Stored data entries
++++++++

//! Configuration handling
use std::{
    fs::{create_dir_all, read_to_string, File},
    io::Write,
    path::PathBuf,
};

use home::home_dir;
use serde::{Deserialize, Serialize};

use crate::{
    cli::GhLookupCli,
    errors::{GhLookupError, GhLookupErrorKind},
    github::GITHUB_API_URL,
};

/// Configuration data
#[derive(Clone, Debug)]
pub struct GhLookupConfig {
    /// path to the configuration file
    pub config_path: PathBuf,

    /// actual configuration data
    pub config_data: ConfigData,

    /// CLI arguments
    pub cli_args: GhLookupCli,
}

/// Contents of the configuration file
#[derive(Deserialize, Serialize, Default, Clone, Debug)]
pub struct ConfigData {
    /// GitHub configuration
    pub github: Option<GithubConfig>,
}

/// GitHub configuration
#[derive(Deserialize, Serialize, Default, Clone, Debug)]
pub struct GithubConfig {
    /// API base URL override
    pub api_url: Option<String>,

    /// Personal access token, sent as a bearer token when set
    pub token: Option<String>,
}

impl GhLookupConfig {
    /// Create a new Config object, reading the file named on the
    /// command line or the default one
    /// # Errors
    /// Error if the config file can't be opened or parsed
    pub fn try_new(cli_args: GhLookupCli) -> Result<Self, GhLookupError> {
        let config_path = match cli_args.config.clone() {
            Some(path_str) => PathBuf::from(path_str),
            None => Self::get_config_path()?,
        };
        let contents = read_to_string(&config_path)?;
        let config_data = toml::from_str(&contents).map_err(|e| {
            GhLookupError::new(GhLookupErrorKind::Config).with_text(&e.to_string())
        })?;
        Ok(GhLookupConfig {
            config_path,
            config_data,
            cli_args,
        })
    }

    /// Get the path to the config file, creating an empty one on
    /// first use
    /// # Errors
    /// Error if the home directory can't be found
    pub fn get_config_path() -> Result<PathBuf, GhLookupError> {
        let home_dir = match home_dir() {
            Some(path) if !path.as_os_str().is_empty() => path,
            _ => {
                return Err(GhLookupError::new(GhLookupErrorKind::Config)
                    .with_text("Unable to get your home dir! home::home_dir() isn't working"))
            }
        };
        let config_directory = home_dir.join(".config").join(".gh-lookup");
        let config_path = config_directory.join("config.toml");
        create_dir_all(config_directory)?;
        if !config_path.exists() {
            let mut file = File::create(&config_path)?;
            file.write_all(b"")?;
        }
        Ok(config_path)
    }

    /// API base URL: CLI override, then config file, then the default.
    pub fn api_url(&self) -> String {
        if let Some(url) = &self.cli_args.api_url {
            return url.clone();
        }
        self.config_data
            .github
            .as_ref()
            .and_then(|github| github.api_url.clone())
            .unwrap_or_else(|| GITHUB_API_URL.to_string())
    }

    /// Bearer token: `GITHUB_TOKEN` environment variable, then config
    /// file. `None` means unauthenticated requests.
    pub fn token(&self) -> Option<String> {
        std::env::var("GITHUB_TOKEN")
            .ok()
            .filter(|token| !token.is_empty())
            .or_else(|| {
                self.config_data
                    .github
                    .as_ref()
                    .and_then(|github| github.token.clone())
            })
    }
}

++++++++

▶ **Assignment**
Return the whole of the data, character for character.

▶ **Expected answer**
//! Configuration handling
use std::{
    fs::{create_dir_all, read_to_string, File},
    io::Write,
    path::PathBuf,
};

use home::home_dir;
use serde::{Deserialize, Serialize};

use crate::{
    cli::GhLookupCli,
    errors::{GhLookupError, GhLookupErrorKind},
    github::GITHUB_API_URL,
};

/// Configuration data
#[derive(Clone, Debug)]
pub struct GhLookupConfig {
    /// path to the configuration file
    pub config_path: PathBuf,

    /// actual configuration data
    pub config_data: ConfigData,

    /// CLI arguments
    pub cli_args: GhLookupCli,
}

/// Contents of the configuration file
#[derive(Deserialize, Serialize, Default, Clone, Debug)]
pub struct ConfigData {
    /// GitHub configuration
    pub github: Option<GithubConfig>,
}

/// GitHub configuration
#[derive(Deserialize, Serialize, Default, Clone, Debug)]
pub struct GithubConfig {
    /// API base URL override
    pub api_url: Option<String>,

    /// Personal access token, sent as a bearer token when set
    pub token: Option<String>,
}

impl GhLookupConfig {
    /// Create a new Config object, reading the file named on the
    /// command line or the default one
    /// # Errors
    /// Error if the config file can't be opened or parsed
    pub fn try_new(cli_args: GhLookupCli) -> Result<Self, GhLookupError> {
        let config_path = match cli_args.config.clone() {
            Some(path_str) => PathBuf::from(path_str),
            None => Self::get_config_path()?,
        };
        let contents = read_to_string(&config_path)?;
        let config_data = toml::from_str(&contents).map_err(|e| {
            GhLookupError::new(GhLookupErrorKind::Config).with_text(&e.to_string())
        })?;
        Ok(GhLookupConfig {
            config_path,
            config_data,
            cli_args,
        })
    }

    /// Get the path to the config file, creating an empty one on
    /// first use
    /// # Errors
    /// Error if the home directory can't be found
    pub fn get_config_path() -> Result<PathBuf, GhLookupError> {
        let home_dir = match home_dir() {
            Some(path) if !path.as_os_str().is_empty() => path,
            _ => {
                return Err(GhLookupError::new(GhLookupErrorKind::Config)
                    .with_text("Unable to get your home dir! home::home_dir() isn't working"))
            }
        };
        let config_directory = home_dir.join(".config").join(".gh-lookup");
        let config_path = config_directory.join("config.toml");
        create_dir_all(config_directory)?;
        if !config_path.exists() {
            let mut file = File::create(&config_path)?;
            file.write_all(b"")?;
        }
        Ok(config_path)
    }

    /// API base URL: CLI override, then config file, then the default.
    pub fn api_url(&self) -> String {
        if let Some(url) = &self.cli_args.api_url {
            return url.clone();
        }
        self.config_data
            .github
            .as_ref()
            .and_then(|github| github.api_url.clone())
            .unwrap_or_else(|| GITHUB_API_URL.to_string())
    }

    /// Bearer token: `GITHUB_TOKEN` environment variable, then config
    /// file. `None` means unauthenticated requests.
    pub fn token(&self) -> Option<String> {
        std::env::var("GITHUB_TOKEN")
            .ok()
            .filter(|token| !token.is_empty())
            .or_else(|| {
                self.config_data
                    .github
                    .as_ref()
                    .and_then(|github| github.token.clone())
            })
    }
}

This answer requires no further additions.